Belgian “Prime Minister (Alexander) De Croo has gone too far in testing the limits of Polish-Belgian relations,” Polish foreign ministry spokesman Lukasz Jasina said.
In an interview with the Financial Times published this week, Polish Prime Minister Mateusz Morawiecki accused the EU of putting a “gun to our head” by demanding his country reverse judicial reforms while threatening sanctions.
Brussels believes the reforms hamper democratic freedoms but Poland says they are needed to root out corruption among judges.
Several EU members believe Brussels should not release 36 billion euros ($42 billion) in pandemic recovery money that Poland badly wants while the issue is unresolved.

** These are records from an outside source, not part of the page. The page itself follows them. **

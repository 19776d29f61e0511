//! Duration rendering for reports and duration parsing for the CLI

use std::time::Duration;

use thiserror::Error;

/// Unit character, separator toward the next-smaller unit, and span in
/// milliseconds, largest first
const UNITS: [(&str, &str, u64); 6] = [
    ("w", " ", 7 * 86_400_000),
    ("d", " ", 86_400_000),
    ("h", ":", 3_600_000),
    ("m", " ", 60_000),
    ("s", ":", 1_000),
    ("ms", "", 1),
];

/// Render a duration at millisecond resolution
///
/// Nanoseconds are truncated to whole milliseconds. Leading zero units are
/// omitted and a unit's separator is only emitted when the next-smaller
/// piece is non-zero: `500ms`, `1s:500ms`, `1m 5s`, `2h:30m`, `1h5s` for one
/// hour and five seconds. A zero duration renders as `0s`.
pub fn format_duration(duration: Duration) -> String {
    let mut remainder = duration.as_millis() as u64;
    let mut pieces = [0u64; UNITS.len()];
    for (index, &(_, _, span)) in UNITS.iter().enumerate() {
        pieces[index] = remainder / span;
        remainder %= span;
    }

    let mut out = String::new();
    for (index, &(unit, separator, _)) in UNITS.iter().enumerate() {
        if pieces[index] == 0 {
            continue;
        }
        out.push_str(&pieces[index].to_string());
        out.push_str(unit);
        if index + 1 < UNITS.len() && pieces[index + 1] != 0 {
            out.push_str(separator);
        }
    }
    if out.is_empty() {
        out.push_str("0s");
    }
    out
}

/// Errors from [`parse_duration`]
#[derive(Debug, Error, PartialEq, Eq)]
pub enum DurationParseError {
    #[error("empty duration string")]
    Empty,
    #[error("invalid duration number in '{0}'")]
    InvalidNumber(String),
    #[error("unknown duration unit '{0}' (expected ms, s, m or h)")]
    UnknownUnit(String),
}

/// Parse a duration string such as `250ms`, `2s`, `1m` or `1h`
///
/// A bare number is taken as milliseconds.
pub fn parse_duration(input: &str) -> Result<Duration, DurationParseError> {
    let input = input.trim();
    if input.is_empty() {
        return Err(DurationParseError::Empty);
    }

    let split = input
        .find(|c: char| !c.is_ascii_digit())
        .unwrap_or(input.len());
    let (digits, unit) = input.split_at(split);
    let value: u64 = digits
        .parse()
        .map_err(|_| DurationParseError::InvalidNumber(input.to_string()))?;

    let millis = match unit {
        "" | "ms" => value,
        "s" => value * 1_000,
        "m" => value * 60_000,
        "h" => value * 3_600_000,
        other => return Err(DurationParseError::UnknownUnit(other.to_string())),
    };
    Ok(Duration::from_millis(millis))
}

“What is going to happen if the European Commission will start the third world war? If they start the third world war, we are going to defend our rights with any weapons which are at our disposal,” Morawiecki told the Financial Times.
De Croo fired back during a speech to the College of Europe in Bruges that “to those who give incendiary interviews and think it’s necessary to declare a new world war in the Financial Times, I want to say: you are playing a dangerous game.”
“You are playing with fire when waging war with your European colleagues for internal political reasons,” he added.
“Our Union is a union of values, not a cash machine. You cannot pocket all the money but refuse the values.”